The UK government has been accused of failing to provide sufficient support for electricity storage technologies by the Institution of Mechanical Engineers.

The institution’s head of energy, Tom Fox, said the need for energy storage was urgent “as the UK ramps up its dependence on power generation from intermittent renewable energy sources like wind”.

He added: “For too long we’ve been reliant on using expensive ‘back-up’ fossil-fuel plants to cope with the inherent intermittency of many renewables. Electricity storage is potentially cleaner and once fully developed is likely to be much cheaper.”

But he said government incentives and policies to support the development and deployment of electricity storage technologies are “scant and ill-designed” and claimed that the potential value of storage to the UK power network is “not well understood by Westminster”.

The UK currently has 2800 MW of electricity storage capacity in the form of pumped hydro-electric storage. According to the country’s transmission operator National Grid, it will need  8000 MW of electricity storage capacity by 2025 if the penetration of wind power in the network is 30 per cent.
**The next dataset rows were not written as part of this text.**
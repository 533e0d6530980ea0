/// Bytes of addressable memory
pub const MEMORY_SIZE: usize = 4096;

/// Everything below this address is reserved for the interpreter (the font lives there)
pub const PROGRAM_START: u16 = 0x200;

/// The largest ROM that fits between `PROGRAM_START` and the end of memory
pub const MAX_ROM_SIZE: usize = MEMORY_SIZE - PROGRAM_START as usize;

pub const REGISTER_COUNT: usize = 16;

/// Index of VF, the implicit flag register
pub const VF: usize = 0xF;

pub const STACK_SIZE: usize = 16;

pub const KEY_COUNT: usize = 16;

pub const DISPLAY_WIDTH: usize = 64;
pub const DISPLAY_HEIGHT: usize = 32;

/// Timers count down at 60Hz regardless of how many instructions run per tick
pub const TIMER_FREQUENCY: f64 = 60.0;
pub const TIMER_PERIOD: f64 = 1.0 / TIMER_FREQUENCY;

/// How many instructions a host should run per tick unless told otherwise
pub const DEFAULT_CYCLES_PER_FRAME: usize = 15;

pub const DEFAULT_SEED: u32 = 0x8293_A8DE;

/// Address of the first glyph in the sprite sheet
pub const FONT_START: u16 = 0x000;

/// Each glyph is 5 rows of a 4 pixel wide bitmap
pub const GLYPH_SIZE: u16 = 5;

/// # Sprite Sheet
/// The built-in hexadecimal font, one glyph per digit `0..F`.
///
/// Only the high nibble of each row is drawn, e.g. `0`:
/// ```text
/// 0xF0  ####
/// 0x90  #..#
/// 0x90  #..#
/// 0x90  #..#
/// 0xF0  ####
/// ```
#[rustfmt::skip]
pub const SPRITE_SHEET: [u8; 80] = [
    0xF0, 0x90, 0x90, 0x90, 0xF0, // 0
    0x20, 0x60, 0x20, 0x20, 0x70, // 1
    0xF0, 0x10, 0xF0, 0x80, 0xF0, // 2
    0xF0, 0x10, 0xF0, 0x10, 0xF0, // 3
    0x90, 0x90, 0xF0, 0x10, 0x10, // 4
    0xF0, 0x80, 0xF0, 0x10, 0xF0, // 5
    0xF0, 0x80, 0xF0, 0x90, 0xF0, // 6
    0xF0, 0x10, 0x20, 0x40, 0x40, // 7
    0xF0, 0x90, 0xF0, 0x90, 0xF0, // 8
    0xF0, 0x90, 0xF0, 0x10, 0xF0, // 9
    0xF0, 0x90, 0xF0, 0x90, 0x90, // A
    0xE0, 0x90, 0xE0, 0x90, 0xE0, // B
    0xF0, 0x80, 0x80, 0x80, 0xF0, // C
    0xE0, 0x90, 0x90, 0x90, 0xE0, // D
    0xF0, 0x80, 0xF0, 0x80, 0xF0, // E
    0xF0, 0x80, 0xF0, 0x80, 0x80, // F
];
In a policy statement issued today, the institution calls on the government to adopt three recommendations:

• Carry out a detailed analysis to estimate the realistic requirements for electricity storage across the whole UK power system and its corresponding value to the nation;

• Develop policy frameworks that reward the value of electricity storage in the UK’s power markets;

• Encourage and support UK development of storage technologies for exploitation in world markets by advancing the commercial-scale demonstration of electricity storage technologies in the UK, thereby creating technical value that UK companies can export overseas.